FWIW there are mapping tables available:

https://www.unicode.org/L2/L2019/19025-aux-mappings.zip
https://www.unicode.org/L2/L2021/21235-terminals-supplement-mappings.zip

The “still no 8x8” ones are
0xB7, 0xB8 and 0xB3, 0xB4

The problem here is that Unicode has directional “Eight Blocks” and requires negative print for some of the required block elements are not available in normal print. The new range adds to these, but quite a portion is sextant based (like Prestel/video text). This may not be so much of a problem with C64 “fat characters”, but may be observed with the original PETSCII as seen on the PET. See the top of <Now Go Bang!> PETSCII Revealed for my attempt to match a screen rendition to the currently available Unicode ranges.
It becomes even more apparent, if you try to convert abitrary screens. (E.g., play around with https://www.masswerk.at/pet/ and get a Unicode representation using the context menu of the screen and select “Export Screen as Text” or “Copy as Text”. – Especially from games, see the “Prg Library” for some popular games, e.g., “Miner”.)

As for “sprite characters”, these are figurative characters for use in games, like space ships, human representations in various orientations, etc (see “Some things nice to have” in the above image.) The new range adds some of these, but misses others on popular platforms (again, see the above image.)
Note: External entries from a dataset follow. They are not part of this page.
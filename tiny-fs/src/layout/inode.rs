//! 只有直接索引：
//!
//! 12 个直接索引槽中仅前 [`MAX_BLOCKS_PER_INODE`] 个会被使用，
//! 间接索引字段只占位，恒为 0。
//!
//! 目录的空间用于存放子项的元信息；
//! 文件的空间用于存放它的数据。

use std::time::{SystemTime, UNIX_EPOCH};

use binrw::binrw;
use enumflags2::{bitflags, BitFlags};

use crate::{DIRECT_BLOCKS, MAX_BLOCKS_PER_INODE};

#[binrw]
#[brw(little)]
#[derive(Debug, Default, Clone, PartialEq, Eq)]
pub struct Inode {
    /// 类型与权限位
    pub mode: u32,
    pub uid: u32,
    /// 字节数；目录则为 `槽位数 × 32`
    pub size: u32,
    /// 秒级 Unix 时间戳
    #[brw(pad_before = 4)]
    pub created_at: i64,
    pub modified_at: i64,
    /// 直接索引块，0 表示未分配
    pub blocks: [u32; DIRECT_BLOCKS],
    /// 保留的一级索引块
    #[brw(pad_after = 44)]
    pub indirect_block: u32,
}

/// mode 中的类型位
#[bitflags]
#[repr(u32)]
#[derive(Debug, Clone, Copy, PartialEq, Eq)]
pub enum FileKind {
    Directory = 0o040000,
    Regular = 0o100000,
}

impl Inode {
    /// 空的 inode，创建与修改时间都是现在
    pub fn new(mode: u32) -> Self {
        let now = now();
        Self {
            mode,
            created_at: now,
            modified_at: now,
            ..Default::default()
        }
    }

    #[inline]
    pub fn kind(&self) -> BitFlags<FileKind> {
        BitFlags::from_bits_truncate(self.mode)
    }

    #[inline]
    pub fn is_dir(&self) -> bool {
        self.kind().contains(FileKind::Directory)
    }

    #[inline]
    pub fn is_file(&self) -> bool {
        self.kind().contains(FileKind::Regular)
    }

    /// 权限位
    #[inline]
    pub fn permissions(&self) -> u32 {
        self.mode & 0o777
    }

    #[inline]
    pub fn touch(&mut self) {
        self.modified_at = now();
    }

    /// 已分配的直接索引块
    pub fn data_blocks(&self) -> impl Iterator<Item = u32> + '_ {
        self.blocks[..MAX_BLOCKS_PER_INODE]
            .iter()
            .copied()
            .filter(|&block| block != 0)
    }

    /// 计算容纳指定数据量需要多少个数据块
    #[inline]
    pub fn count_data_block(size: u32, block_size: u32) -> usize {
        size.div_ceil(block_size) as usize
    }
}

pub(crate) fn now() -> i64 {
    SystemTime::now()
        .duration_since(UNIX_EPOCH)
        .map_or(0, |elapsed| elapsed.as_secs() as i64)
}

#[cfg(test)]
mod tests {
    use super::*;
    use crate::layout::OnDisk;
    use crate::{DIR_MODE, FILE_MODE};

    #[test]
    fn kind_bits() {
        let dir = Inode::new(DIR_MODE);
        assert!(dir.is_dir() && !dir.is_file());
        assert_eq!(dir.permissions(), 0o755);

        let file = Inode::new(FILE_MODE);
        assert!(file.is_file() && !file.is_dir());
        assert_eq!(file.permissions(), 0o644);
    }

    #[test]
    fn record_layout() {
        let mut inode = Inode::new(FILE_MODE);
        inode.uid = 7;
        inode.size = 600;
        inode.blocks[0] = 131;
        inode.blocks[1] = 132;

        let bytes = inode.encode().unwrap();
        assert_eq!(&bytes[0..4], &FILE_MODE.to_le_bytes());
        assert_eq!(&bytes[4..8], &7u32.to_le_bytes());
        assert_eq!(&bytes[8..12], &600u32.to_le_bytes());
        assert_eq!(&bytes[16..24], &inode.created_at.to_le_bytes());
        assert_eq!(&bytes[32..36], &131u32.to_le_bytes());
        assert!(bytes[80..].iter().all(|&b| b == 0));

        assert_eq!(Inode::decode(&bytes).unwrap(), inode);
        assert_eq!(inode.data_blocks().collect::<Vec<_>>(), vec![131, 132]);
    }
}
use std::fmt;

/// Machine-stable error taxonomy for the binary-format parsers and the output planners.
///
/// Every bounds violation carries enough context (requested count, current offset,
/// remaining bytes) to pinpoint the failure without re-reading the file.
#[derive(Debug, thiserror::Error)]
pub enum Error {
    #[error("bad magic at offset 0: expected {expected:?}, found {found:?}")]
    FormatMagic {
        expected: &'static str,
        found: [u8; 4],
    },

    #[error("unsupported version {found:?}, expected one of {expected:?}")]
    FormatVersion {
        expected: &'static [&'static str],
        found: [u8; 4],
    },

    #[error("truncated read: wanted {requested} bytes at offset {offset}, only {remaining} remaining")]
    Truncated {
        requested: usize,
        offset: usize,
        remaining: usize,
    },

    #[error("malformed navigation command at command offset {offset}")]
    NavCommandDecode { offset: usize },

    #[error("failed to read {path}: {source}")]
    IoRead {
        path: String,
        #[source]
        source: std::io::Error,
    },

    #[error("output path escapes target directory: {path}")]
    PathTraversal { path: String },

    #[error("unsupported image format {found:?}, expected one of {expected:?}")]
    UnsupportedFormat {
        expected: &'static [&'static str],
        found: String,
    },
}

pub type Result<T> = std::result::Result<T, Error>;

/// A 4-byte ASCII tag, used for magic/version comparisons and for surfacing
/// offending bytes in [`Error::FormatMagic`] / [`Error::FormatVersion`].
pub(crate) fn tag4(bytes: &[u8]) -> [u8; 4] {
    let mut out = [0u8; 4];
    let n = bytes.len().min(4);
    out[..n].copy_from_slice(&bytes[..n]);
    out
}

impl fmt::Display for ErrorCode {
    fn fmt(&self, f: &mut fmt::Formatter<'_>) -> fmt::Result {
        write!(f, "{}", self.as_str())
    }
}

/// Stable string codes for errors and warnings, independent of the `Display` message,
/// so a host (or a test) can match on them without parsing prose.
#[derive(Debug, Clone, Copy, PartialEq, Eq)]
pub enum ErrorCode {
    FormatMagic,
    FormatVersion,
    Truncated,
    NavCommandDecode,
    IoRead,
    PathTraversal,
    UnsupportedFormat,
    Duplicates,
    NoEpisodes,
    PlayAllOnly,
}

impl ErrorCode {
    pub fn as_str(&self) -> &'static str {
        match self {
            ErrorCode::FormatMagic => "FormatMagic",
            ErrorCode::FormatVersion => "FormatVersion",
            ErrorCode::Truncated => "Truncated",
            ErrorCode::NavCommandDecode => "NavCommandDecode",
            ErrorCode::IoRead => "IoRead",
            ErrorCode::PathTraversal => "PathTraversal",
            ErrorCode::UnsupportedFormat => "UnsupportedFormat",
            ErrorCode::Duplicates => "DUPLICATES",
            ErrorCode::NoEpisodes => "NO_EPISODES",
            ErrorCode::PlayAllOnly => "PLAY_ALL_ONLY",
        }
    }
}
Do you mind if I rely your comments to our email discussion list?

Where would be a good place where these are documented for PETSCII? Are they like an “alternate character set” that can be accessed with some appropriate POKE?
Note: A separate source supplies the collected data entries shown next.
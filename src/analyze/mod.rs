//! L3: the deterministic multi-stage analysis pipeline (§4.3), entered
//! through [`scan_disc`].

pub mod classify;
pub mod collapse;
pub mod confidence;
pub mod dedup;
pub mod frequency;
pub mod labeling;
pub mod ordering;
pub mod play_all;
pub mod scenes;
pub mod specials;

use std::collections::{BTreeMap, HashSet};

use crate::error::ErrorCode;
use crate::hints::DiscHints;
use crate::logging::Logger;
use crate::model::{AnalysisNotes, Category, ClipInfo, DiscAnalysis, Playlist, Warning};

/// Run the full L3 pipeline over an already-parsed playlist/clip set and an
/// optional navigation hint bag, producing the frozen [`DiscAnalysis`]. Never
/// fails outright: when evidence is too thin to identify any episodes, the
/// result carries an empty episode list and a `NO_EPISODES` warning rather
/// than an error.
pub fn scan_disc(
    bdmv_path: &str,
    playlists: Vec<Playlist>,
    clips: BTreeMap<String, ClipInfo>,
    hints: DiscHints,
    quant_ms: f64,
    logger: &dyn Logger,
) -> DiscAnalysis {
    let mut warnings = Vec::new();

    let (unique_playlists, dup_groups) = dedup::dedup_playlists(&playlists, &clips, quant_ms);
    if !dup_groups.is_empty() {
        let groups_str = dup_groups.iter().map(|g| g.join(",")).collect::<Vec<_>>().join("; ");
        warnings.push(
            Warning::new(
                ErrorCode::Duplicates.as_str(),
                format!("found {} group(s) of duplicate playlists", dup_groups.len()),
            )
            .with_context("groups", groups_str),
        );
        logger.debug(ErrorCode::Duplicates.as_str(), &format!("{} duplicate cluster(s)", dup_groups.len()));
    }

    let freq = frequency::build_segment_frequency(&unique_playlists, quant_ms);
    let play_all_names = play_all::detect_play_all(&unique_playlists, quant_ms);

    let mut working = unique_playlists;
    labeling::label_segments(&mut working, &freq, quant_ms);

    let mut classifications = classify::classify_playlists(&working, &play_all_names);
    let mut episodes = ordering::order_episodes(&working, &play_all_names, &classifications, quant_ms);

    let play_all_set: HashSet<&str> = play_all_names.iter().map(String::as_str).collect();
    reclassify_play_all_only_episodes(&mut classifications, &episodes, &working, &play_all_set);

    episodes = collapse::apply_single_title_collapse(episodes, &working, &classifications, &hints, quant_ms);
    confidence::refine_confidence(&mut episodes, &working, &hints);

    if episodes.is_empty() {
        warnings.push(Warning::new(
            ErrorCode::NoEpisodes.as_str(),
            "could not identify any episodes on this disc",
        ));
    } else if !play_all_names.is_empty()
        && episodes.iter().all(|e| play_all_set.contains(e.playlist.as_str()))
    {
        warnings.push(
            Warning::new(
                ErrorCode::PlayAllOnly.as_str(),
                "episodes were inferred by decomposing a Play All playlist; no individual episode playlists were found",
            )
            .with_context("play_all", play_all_names.join(",")),
        );
    }

    let mut special_features = specials::extract_special_features(&working, &classifications, &hints);
    specials::infer_menu_visibility(&mut special_features, &hints);

    scenes::reconstruct_scenes(&mut episodes, &working, &hints);

    let notes = AnalysisNotes {
        classifications,
        play_all: play_all_names,
        duplicate_groups: dup_groups,
        segment_freq_keys: freq.freq.len(),
        disc_hints: Some(hints),
    };

    DiscAnalysis {
        path: bdmv_path.to_string(),
        playlists,
        clips,
        episodes,
        special_features,
        warnings,
        notes,
    }
}

/// If every inferred episode came out of Play-All decomposition, a playlist
/// classified `episode` whose clips aren't actually referenced by any
/// episode was misclassified by the duration heuristic; demote it to
/// `extra` so it surfaces as a special feature instead of a phantom episode.
fn reclassify_play_all_only_episodes(
    classifications: &mut BTreeMap<String, Category>,
    episodes: &[crate::model::Episode],
    working: &[Playlist],
    play_all_set: &HashSet<&str>,
) {
    if episodes.is_empty() || !episodes.iter().all(|e| play_all_set.contains(e.playlist.as_str())) {
        return;
    }
    let episode_clip_ids: HashSet<&str> =
        episodes.iter().flat_map(|e| e.segments.iter().map(|s| s.clip_id.as_str())).collect();

    for (mpls, category) in classifications.iter_mut() {
        if *category != Category::Episode {
            continue;
        }
        if let Some(pl) = working.iter().find(|p| &p.mpls == mpls) {
            if !pl.play_items.iter().any(|pi| episode_clip_ids.contains(pi.clip_id.as_str())) {
                *category = Category::Extra;
            }
        }
    }
}
#![doc(html_root_url = "https://docs.rs/bdpl/0.1.0")]

//! BDMV metadata parsing and episode/special-feature inference for Blu-ray discs.
//!
//! This crate reads the binary metadata that ships on a Blu-ray BDMV disc structure
//! (`PLAYLIST/*.mpls`, `CLIPINF/*.clpi`, `index.bdmv`, `MovieObject.bdmv`, and the
//! interactive-graphics menu stream inside a clip's M2TS), normalizes it into a
//! disc-agnostic domain model, and runs a deterministic analysis pipeline over that
//! model to recover episode boundaries, special features, and scene breaks without
//! any title-specific configuration.
//!
//! The crate is organized in four layers:
//!
//! - L1 ([`reader`], [`codec`], [`nav`]): a bounded big-endian cursor and the
//!   shared byte-level decoding helpers the format parsers build on.
//! - L2 ([`model`]): the normalized in-memory domain model — [`model::Playlist`],
//!   [`model::ClipInfo`], [`model::Episode`], [`model::DiscAnalysis`] and friends.
//! - L3 ([`analyze`]): the multi-stage fusion pipeline, entered through
//!   [`analyze::scan_disc`].
//! - L4 ([`output`]): pure functions that turn a [`model::DiscAnalysis`] into
//!   argument vectors and XML for chapter muxing, remuxing, and still-frame
//!   extraction. None of this crate's code spawns a process.
//!
//! Diagnostics are never printed directly; every parser and pipeline stage takes a
//! `&dyn `[`logging::Logger`]` so a host can route them anywhere (see [`logging`]).
pub mod analyze;
pub mod clpi;
pub mod codec;
pub mod error;
pub mod hints;
pub mod ig;
pub mod index_bdmv;
pub mod logging;
pub mod model;
pub mod movieobject;
pub mod mpls;
pub mod nav;
pub mod output;
pub mod reader;

pub use analyze::scan_disc;
pub use error::{Error, ErrorCode, Result};
pub use model::DiscAnalysis;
The sprite characters aren’t in any of the PET character ROM dumps archived by Steve Gray: PET/CBM Character ROMS

No, these are not PETSCII glyphs, but from various 8-bit platforms. I guess, most of them are from the Sharp MZ-80.

Edit: oh these are actually included in the proposed U+1CC00 – U+1CCEF range, which I somehow managed to scroll over unseen until just now.

I’ll have closer look at the current state of affairs in the next days. It may be better to wait for this, as I could then provide a definitev statement.

Ok. Be sure to look at the mapping tables I mentioned.

That’s the idea. I want to render the original glayphs from ROM and the various mappings side by side to get an idea. Might be also interesting, where and how these differ from another.

However, one thing still missing from Unicode is a modifier to render negative text, AKA reverse video (i.e. print a filled em-square with the glyph outlines as conters/transparent text).
A general solution could be a combining mask-modifier followed by a filled em-square for the reverse background . E.g., “A<MASK><FULL BLOCK>” for an “A” in reverse video (similar to U+1F170, “NEGATIVE SQUARED LATIN CAPITAL LETTER A”), where the modifier would also center the masking glyph on the following character. There’s a huge potential for misuse, though.